Doc: returns the norm ($1$ or $-1$) of the fundamental unit of the quadratic
 order of discriminant $D$. The integer $D$ must be congruent to $0$ or $1$
 modulo $4$ and not a square. This is of course equal to \kbd{norm(quadunit(D))}
 but faster.
 \bprog
 ? quadunitnorm(-3) \\ the result is always 1 in the imaginary case
 %1 = 1
 ? quadunitnorm(5)
 %2 = -1
 ? quadunitnorm(17345)
 %3 = -1
 ? u = quadunit(17345)
 %4 = 299685042291 + 4585831442*w
 ? norm(u)
 %5 = -1
 @eprog\noindent This function computes the parity of the continued fraction
 expansion and runs in time $\tilde{O}(D^{1/2})$. If $D$ is fundamental,
 the function \kbd{bnfinit} is asymptotically faster but depends of the GRH.
 If $D = df^{2}$ is not fundamental, it will usually be faster to first compute
 \kbd{quadunitindex}$(d, f)$. If it is even, the result is $1$, else the result
 is \kbd{quadunitnorm}$(d)$. The narrow class number of the order of
 discriminant $D$ is equal to the class number if the unit norm is $1$ and to
 twice the class number otherwise.

 \misctitle{Important remark} Assuming GRH, using \kbd{bnfinit} is \emph{much}
 faster, running in time subexponential in $\log D$ (instead of exponential
 for \kbd{quadunitnorm}).

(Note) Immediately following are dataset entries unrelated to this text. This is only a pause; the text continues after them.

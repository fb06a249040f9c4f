use crate::models::{AnalysisResponse, AttributeScore, Severity, SkinType};

/// Shown under a category whose grade is present but outside 0..=3
pub const NO_RECOMMENDATION: &str = "No recommendation available for this result.";

fn acne_advice(severity: Severity) -> &'static str {
    match severity {
        Severity::Absent => "Good! No acne detected. Maintain regular gentle cleansing.",
        Severity::Slight => "Mild acne present. Consider salicylic acid cleansers and spot treatments with benzoyl peroxide.",
        Severity::Moderate => "Moderate acne. Use gentle exfoliants and consult dermatologist for retinoid treatments.",
        Severity::Severe => "Severe acne detected. Seek professional advice for prescription treatment.",
    }
}

fn dark_circle_advice(severity: Severity) -> &'static str {
    match severity {
        Severity::Absent => "No dark circles detected.",
        Severity::Slight => "Mild dark circles. Try hydrating eye creams with caffeine or vitamin K.",
        Severity::Moderate => "Moderate dark circles. Use targeted eye serums with antioxidants and ensure adequate sleep.",
        Severity::Severe => "Severe dark circles. Consider medical consultation for underlying causes.",
    }
}

fn skin_type_advice(skin_type: SkinType) -> &'static str {
    match skin_type {
        SkinType::Oily => "Use lightweight, oil-free moisturizers and mattifying sunscreens to control shine.",
        SkinType::Dry => "Use rich, hydrating moisturizers containing hyaluronic acid or ceramides.",
        SkinType::Normal => "Maintain a balanced skincare routine with gentle cleansing and moisturizing.",
        SkinType::Combination => "Use targeted care: mattify oily zones and hydrate dry areas.",
    }
}

fn graded_advice(score: &AttributeScore, table: fn(Severity) -> &'static str) -> &'static str {
    score.severity().map(table).unwrap_or(NO_RECOMMENDATION)
}

/// Care advice for acne, dark circles and skin type, separated by blank lines.
/// Returns an empty string when the response carries no result.
pub fn generate_recommendations(response: &AnalysisResponse) -> String {
    let Some(r) = &response.result else {
        return String::new();
    };

    let mut recs = Vec::with_capacity(3);

    if let Some(acne) = &r.acne {
        recs.push(format!("Acne Care: {}", graded_advice(acne, acne_advice)));
    }

    if let Some(dark_circle) = &r.dark_circle {
        recs.push(format!("Dark Circles: {}", graded_advice(dark_circle, dark_circle_advice)));
    }

    if let Some(skin_type) = r.skin_type.as_ref().and_then(|s| s.skin_type()) {
        recs.push(format!("Skin Type Care: {}", skin_type_advice(skin_type)));
    }

    recs.join("\n\n")
}
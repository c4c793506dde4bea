pub mod config;
pub mod core;
pub mod domain;
pub mod utils;

#[cfg(feature = "cli")]
pub use crate::config::{cli::LocalStorage, CliConfig};
pub use crate::config::TomlConfig;

pub use crate::core::{
    batch::{transform_all, transform_batch},
    client::{DataForSeoClient, KeywordEndpoint, KeywordQuery},
    envelope::{unwrap_all_tasks, unwrap_envelope},
    etl::EtlEngine,
    pipeline::KeywordPipeline,
    resolver::resolve,
    transformer::transform,
};
pub use crate::domain::model::{NormalizedKeywordRecord, RawApiItem, TransformResult};
pub use crate::utils::error::{EtlError, Result};

/// Normalize a full API envelope: unwrap the first task, then transform every item.
pub fn normalize_envelope(envelope: &serde_json::Value) -> Vec<NormalizedKeywordRecord> {
    transform_batch(&unwrap_envelope(envelope)).records
}
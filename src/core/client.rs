use crate::core::envelope::{unwrap_all_tasks, unwrap_envelope};
use crate::domain::model::RawApiItem;
use crate::utils::error::{EtlError, Result};
use reqwest::{Client, StatusCode};
use serde::{Deserialize, Serialize};
use serde_json::{json, Map, Value};
use std::collections::HashMap;
use std::sync::Arc;
use std::time::Duration;
use tokio::sync::{Mutex, OnceCell};

pub const DEFAULT_API_BASE: &str = "https://api.dataforseo.com";

#[derive(Debug, Clone, Copy, PartialEq, Eq, Serialize, Deserialize)]
#[cfg_attr(feature = "cli", derive(clap::ValueEnum))]
#[serde(rename_all = "kebab-case")]
pub enum KeywordEndpoint {
    SearchVolume,
    KeywordSuggestions,
    KeywordIdeas,
    KeywordsForSite,
    BulkKeywordDifficulty,
}

impl KeywordEndpoint {
    pub fn path(&self) -> &'static str {
        match self {
            KeywordEndpoint::SearchVolume => "/v3/keywords_data/google_ads/search_volume/live",
            KeywordEndpoint::KeywordSuggestions => {
                "/v3/dataforseo_labs/google/keyword_suggestions/live"
            }
            KeywordEndpoint::KeywordIdeas => "/v3/dataforseo_labs/google/keyword_ideas/live",
            KeywordEndpoint::KeywordsForSite => "/v3/dataforseo_labs/google/keywords_for_site/live",
            KeywordEndpoint::BulkKeywordDifficulty => {
                "/v3/dataforseo_labs/google/bulk_keyword_difficulty/live"
            }
        }
    }

    /// Whether the endpoint is seeded by a domain rather than keywords.
    pub fn needs_target(&self) -> bool {
        matches!(self, KeywordEndpoint::KeywordsForSite)
    }

    fn accepts_limit(&self) -> bool {
        matches!(
            self,
            KeywordEndpoint::KeywordSuggestions
                | KeywordEndpoint::KeywordIdeas
                | KeywordEndpoint::KeywordsForSite
        )
    }

    /// Request body for this endpoint: a one-task array, as the vendor expects.
    pub fn payload(&self, query: &KeywordQuery) -> Value {
        let mut task = Map::new();
        match self {
            KeywordEndpoint::KeywordSuggestions => {
                let seed = query.keywords.first().cloned().unwrap_or_default();
                task.insert("keyword".to_string(), Value::String(seed));
            }
            KeywordEndpoint::KeywordsForSite => {
                let target = query.target.clone().unwrap_or_default();
                task.insert("target".to_string(), Value::String(target));
            }
            KeywordEndpoint::SearchVolume
            | KeywordEndpoint::KeywordIdeas
            | KeywordEndpoint::BulkKeywordDifficulty => {
                task.insert("keywords".to_string(), json!(query.keywords));
            }
        }
        task.insert("location_code".to_string(), json!(query.location_code));
        task.insert("language_code".to_string(), json!(query.language_code));
        if self.accepts_limit() {
            task.insert("limit".to_string(), json!(query.limit));
        }
        Value::Array(vec![Value::Object(task)])
    }
}

impl std::fmt::Display for KeywordEndpoint {
    fn fmt(&self, f: &mut std::fmt::Formatter<'_>) -> std::fmt::Result {
        let name = match self {
            KeywordEndpoint::SearchVolume => "search-volume",
            KeywordEndpoint::KeywordSuggestions => "keyword-suggestions",
            KeywordEndpoint::KeywordIdeas => "keyword-ideas",
            KeywordEndpoint::KeywordsForSite => "keywords-for-site",
            KeywordEndpoint::BulkKeywordDifficulty => "bulk-keyword-difficulty",
        };
        f.write_str(name)
    }
}

#[derive(Debug, Clone, PartialEq, Serialize, Deserialize)]
pub struct KeywordQuery {
    #[serde(default)]
    pub keywords: Vec<String>,
    #[serde(default)]
    pub target: Option<String>,
    #[serde(default = "default_location_code")]
    pub location_code: u32,
    #[serde(default = "default_language_code")]
    pub language_code: String,
    #[serde(default = "default_limit")]
    pub limit: u32,
}

pub fn default_location_code() -> u32 {
    2840
}

pub fn default_language_code() -> String {
    "en".to_string()
}

pub fn default_limit() -> u32 {
    100
}

impl Default for KeywordQuery {
    fn default() -> Self {
        Self {
            keywords: Vec::new(),
            target: None,
            location_code: default_location_code(),
            language_code: default_language_code(),
            limit: default_limit(),
        }
    }
}

/// Failure of one HTTP exchange, cloneable so every coalesced caller gets it.
#[derive(Debug, Clone)]
enum RequestFailure {
    Transport(Arc<reqwest::Error>),
    Status { path: String, status: StatusCode },
    Decode { path: String, reason: String },
}

impl From<RequestFailure> for EtlError {
    fn from(failure: RequestFailure) -> Self {
        match failure {
            RequestFailure::Transport(e) => EtlError::ApiError(e),
            RequestFailure::Status { path, status } => EtlError::ApiRequestError {
                message: format!("{} returned HTTP {}", path, status),
            },
            RequestFailure::Decode { path, reason } => EtlError::InvalidResponse {
                message: format!("{}: {}", path, reason),
            },
        }
    }
}

type SharedResponse = std::result::Result<Value, RequestFailure>;

/// DataForSEO REST client. Identical requests issued while one is still in
/// flight share its response instead of hitting the API again.
pub struct DataForSeoClient {
    client: Client,
    base_url: String,
    login: String,
    password: String,
    in_flight: Mutex<HashMap<String, Arc<OnceCell<SharedResponse>>>>,
}

impl DataForSeoClient {
    pub fn new(
        base_url: impl Into<String>,
        login: impl Into<String>,
        password: impl Into<String>,
        timeout: Duration,
    ) -> Result<Self> {
        let client = Client::builder().timeout(timeout).build()?;
        Ok(Self {
            client,
            base_url: base_url.into(),
            login: login.into(),
            password: password.into(),
            in_flight: Mutex::new(HashMap::new()),
        })
    }

    #[cfg(test)]
    async fn in_flight_requests(&self) -> usize {
        self.in_flight.lock().await.len()
    }

    pub async fn post_task(&self, path: &str, payload: &Value) -> Result<Value> {
        let request_key = format!("{} {}", path, payload);

        let cell = {
            let mut in_flight = self.in_flight.lock().await;
            match in_flight.get(&request_key) {
                Some(existing) => {
                    tracing::debug!("Joining in-flight request to {}", path);
                    Arc::clone(existing)
                }
                None => {
                    let cell = Arc::new(OnceCell::new());
                    in_flight.insert(request_key.clone(), Arc::clone(&cell));
                    cell
                }
            }
        };

        let response = cell
            .get_or_init(|| self.send(path, payload))
            .await
            .clone();

        {
            let mut in_flight = self.in_flight.lock().await;
            if in_flight
                .get(&request_key)
                .is_some_and(|current| Arc::ptr_eq(current, &cell))
            {
                in_flight.remove(&request_key);
            }
        }

        response.map_err(EtlError::from)
    }

    async fn send(&self, path: &str, payload: &Value) -> SharedResponse {
        let url = format!("{}{}", self.base_url.trim_end_matches('/'), path);
        tracing::debug!("Making API request to: {}", url);

        let response = self
            .client
            .post(&url)
            .basic_auth(&self.login, Some(&self.password))
            .json(payload)
            .send()
            .await
            .map_err(|e| RequestFailure::Transport(Arc::new(e)))?;

        let status = response.status();
        tracing::debug!("API response status: {}", status);

        if !status.is_success() {
            return Err(RequestFailure::Status {
                path: path.to_string(),
                status,
            });
        }

        let body = response
            .bytes()
            .await
            .map_err(|e| RequestFailure::Transport(Arc::new(e)))?;
        serde_json::from_slice(&body).map_err(|e| RequestFailure::Decode {
            path: path.to_string(),
            reason: e.to_string(),
        })
    }

    /// Query one keyword endpoint and return its raw, not yet normalized, items.
    pub async fn fetch_keywords(
        &self,
        endpoint: KeywordEndpoint,
        query: &KeywordQuery,
        all_tasks: bool,
    ) -> Result<Vec<RawApiItem>> {
        let envelope = self.post_task(endpoint.path(), &endpoint.payload(query)).await?;
        let items = if all_tasks {
            unwrap_all_tasks(&envelope)
        } else {
            unwrap_envelope(&envelope)
        };
        tracing::info!("{}: fetched {} raw items", endpoint, items.len());
        Ok(items)
    }
}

We give examples for the maximal order:
 \bprog
 ? GRHunitnorm(bnf) = vecprod(bnfsignunit(bnf)[,1])
 ? bnf = bnfinit(x^2 - 17345, 1); GRHunitnorm(bnf)
 %2 = -1
 ? bnf = bnfinit(x^2 - nextprime(2^60), 1); GRHunitnorm(bnf)
 time = 119 ms.
 %3 = -1
 ? quadunitnorm(nextprime(2^60))
 time = 24,086 ms.
 %4 = -1
 @eprog\noindent Note that if the result is $-1$, it is unconditional because
 (if GRH is false) it could happen that our tentative fundamental unit in
 \var{bnf} is actually a power $u^{k}$ of the true fundamental unit, but we
 would still have $\text{Norm}(u) = -1$ (and $k$ odd). We can also remove the
 GRH assumption when the result is $1$ with a little more work:
 \bprog
 ? v = bnfunits(bnf)[1][1] \\ a unit in factored form
 ? v[,2] %= 2;
 ? nfeltissquare(bnf, nffactorback(bnf, v))
 %7 = 0
 @eprog\noindent Under GRH, we know that $v$ is the fundamental unit, but as
 above it can be a power $u^{k}$ of the true fundamental unit $u$. But the
 final two lines prove that $v$ is not a square, hence $k$ is odd and
 $\text{Norm}(u)$ must also be $1$. We modified the factorization matrix
 giving $v$ by reducing all exponents modulo $2$: this allows to computed
 \kbd{nffactorback} even when the factorization involves huge exponents.
 And of course the new $v$ is a square if and only if the original one was.